- Date: 3 November 1978 – 14 February 1979
- Location: Australia
- Result: Six-match series won by England 5–1 (England retained The Ashes)

Teams
- Australia: England

Captains
- Graham Yallop: Mike Brearley

Most runs
- Graham Yallop (391) Kim Hughes (345) Graeme Wood (344): David Gower (420) Derek Randall (385) Ian Botham (291)

Most wickets
- Rodney Hogg (41) Alan Hurst (25) Jim Higgs (19): Geoff Miller (23) Ian Botham (23) Bob Willis (20)

= English cricket team in Australia in 1978–79 =

Test cricket series between Australia and England

The England cricket team toured Australia in the 1978–79 season to play a six-match Test series against Australia for The Ashes. England won the series 5–1, thereby retaining The Ashes.
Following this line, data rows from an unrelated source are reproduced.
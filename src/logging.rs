use tracing_subscriber::EnvFilter;

pub fn init() {
    let filter = EnvFilter::try_from_default_env().unwrap_or_else(|_| EnvFilter::new("info"));
    let _ = tracing_subscriber::fmt()
        .with_env_filter(filter)
        .with_target(false)
        .try_init();
}
/// Error types for session setup
use thiserror::Error;

/// Result type alias for configuration checks
pub type Result<T> = std::result::Result<T, ConfigError>;

/// Reasons a game configuration is rejected
#[derive(Debug, Clone, PartialEq, Eq, Error)]
pub enum ConfigError {
    /// Board width outside the supported range
    #[error("Invalid board width {width}: must be between {min} and {max}")]
    InvalidWidth { width: usize, min: usize, max: usize },

    /// Board height outside the supported range
    #[error("Invalid board height {height}: must be between {min} and {max}")]
    InvalidHeight {
        height: usize,
        min: usize,
        max: usize,
    },
}
//! Scoring module - points, levels and gravity speed
//!
//! Rules:
//! - A landing that clears `n` rows awards `LINE_POINTS[n] * level`.
//! - A hard drop awards 2 points per row skipped.
//! - Level is `min(10, 1 + floor(score / 1000))`, but the session feeds it the
//!   score from *before* the clear being awarded, so the level trails the
//!   score by one landing.

use crate::types::{
    DROP_INTERVALS_MS, HARD_DROP_POINTS_PER_ROW, LEVEL_SCORE_STEP, LINE_POINTS, MAX_LEVEL,
    MIN_LEVEL, SCORE_DISPLAY_DIGITS,
};

/// Points for clearing `lines` rows at once at `level`.
///
/// Zero rows, or more than four, score nothing.
pub fn line_clear_points(lines: usize, level: u32) -> u32 {
    LINE_POINTS
        .get(lines)
        .copied()
        .unwrap_or(0)
        .saturating_mul(level)
}

/// Points for a hard drop of `distance` rows
pub fn hard_drop_points(distance: u32) -> u32 {
    distance.saturating_mul(HARD_DROP_POINTS_PER_ROW)
}

/// Level reached at `score`, bounded to 1..=10
pub fn level_for_score(score: u32) -> u32 {
    (MIN_LEVEL + score / LEVEL_SCORE_STEP).min(MAX_LEVEL)
}

/// Gravity period for `level`. Out-of-range levels are clamped.
pub fn drop_interval_ms(level: u32) -> u32 {
    let idx = level.clamp(MIN_LEVEL, MAX_LEVEL) - MIN_LEVEL;
    DROP_INTERVALS_MS[idx as usize]
}

/// Fixed-width, zero-padded score for display
pub fn format_score(score: u32) -> String {
    format!("{:0width$}", score, width = SCORE_DISPLAY_DIGITS)
}
//! Engine - drives a session in time
//!
//! `core` knows nothing about clocks. This crate adds them:
//!
//! - [`clock`]: the gravity timer, fed elapsed milliseconds by its host
//! - [`game_loop`]: one session plus its timer, events applied one at a time
//! - [`actor`]: the same loop on a tokio task, for hosts with several threads

pub mod actor;
pub mod clock;
pub mod game_loop;

pub use neon_tetris_core as core;
pub use neon_tetris_types as types;

pub use actor::{spawn, GameHandle};
pub use clock::GravityTimer;
pub use game_loop::GameLoop;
This series was often over shadowed by Kerry Packer's World Series Cricket which meant many players from both sides were absent, including Greg Chappell. Australia were more handicapped which opened the way for England and their captain Mike Brearley. The side was managed by Doug Insole, Ken Barrington assistant-manager/coach and physiotherapist Bernard Thomas was given credit as the prime reason for England's supreme fitness.

==Test series summary==
Note: Each over consists of 8 balls.

==One Day Internationals (ODIs)==

The ODI series was contested over five games, with innings of maximum 40 eight-ball overs. Australia won the series 2–1, with one match abandoned and one no result.

===2nd ODI===

Only 40 minutes of play were possible before rain caused the match to be called off. During the brief action, Chris Old dismissed Graeme Wood caught behind for six.

===3rd ODI===

Australia chose to bat first on a pitch of variable bounce, but from a position of 52 for two then collapsed to be all out for 101, with Man of the Match Mike Hendrick claiming 4/25 and Ian Botham 3/16. England reached the required target for the loss of only three wickets and with more than ten overs to spare; Mike Brearley fell early, bowled for a duck by Rodney Hogg, but Geoff Boycott anchored the innings with a patient 39 not out off 107 balls.